Work instruction: Gather all lines from the material that contain "ExpressionBehavior".

*** Begin section ***

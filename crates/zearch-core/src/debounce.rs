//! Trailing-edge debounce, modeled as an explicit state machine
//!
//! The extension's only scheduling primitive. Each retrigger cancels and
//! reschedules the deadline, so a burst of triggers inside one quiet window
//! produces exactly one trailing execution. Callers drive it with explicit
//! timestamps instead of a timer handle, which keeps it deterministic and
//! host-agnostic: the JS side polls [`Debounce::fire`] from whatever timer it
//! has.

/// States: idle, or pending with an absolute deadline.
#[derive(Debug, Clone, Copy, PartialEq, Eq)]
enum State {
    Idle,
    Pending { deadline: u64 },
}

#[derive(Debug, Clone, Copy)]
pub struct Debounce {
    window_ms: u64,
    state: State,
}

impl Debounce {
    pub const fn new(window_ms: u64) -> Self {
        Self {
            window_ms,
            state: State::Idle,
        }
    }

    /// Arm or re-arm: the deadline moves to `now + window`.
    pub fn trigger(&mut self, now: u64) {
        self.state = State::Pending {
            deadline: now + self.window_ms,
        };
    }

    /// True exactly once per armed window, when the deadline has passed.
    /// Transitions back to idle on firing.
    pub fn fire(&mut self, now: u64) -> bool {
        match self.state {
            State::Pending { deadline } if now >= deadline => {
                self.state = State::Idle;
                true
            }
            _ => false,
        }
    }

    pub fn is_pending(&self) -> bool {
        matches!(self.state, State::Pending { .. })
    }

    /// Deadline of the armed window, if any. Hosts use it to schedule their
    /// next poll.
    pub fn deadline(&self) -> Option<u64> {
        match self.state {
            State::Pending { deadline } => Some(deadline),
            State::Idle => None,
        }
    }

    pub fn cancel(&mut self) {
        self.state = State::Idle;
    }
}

*** End section ***
*** Begin section ***

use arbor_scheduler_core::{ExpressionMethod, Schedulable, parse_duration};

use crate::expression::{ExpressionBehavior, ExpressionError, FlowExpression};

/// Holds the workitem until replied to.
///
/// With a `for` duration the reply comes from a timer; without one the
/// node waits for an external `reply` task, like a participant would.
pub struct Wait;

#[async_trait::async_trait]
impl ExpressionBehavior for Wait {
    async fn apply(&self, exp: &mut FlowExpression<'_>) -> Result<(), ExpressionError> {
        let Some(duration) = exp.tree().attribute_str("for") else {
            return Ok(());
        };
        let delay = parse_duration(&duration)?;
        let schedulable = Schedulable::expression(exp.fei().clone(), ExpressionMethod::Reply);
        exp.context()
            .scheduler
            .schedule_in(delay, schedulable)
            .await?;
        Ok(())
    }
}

*** End section ***

Exercise solution:
use crate::expression::{ExpressionBehavior, ExpressionError, FlowExpression};
impl ExpressionBehavior for Wait {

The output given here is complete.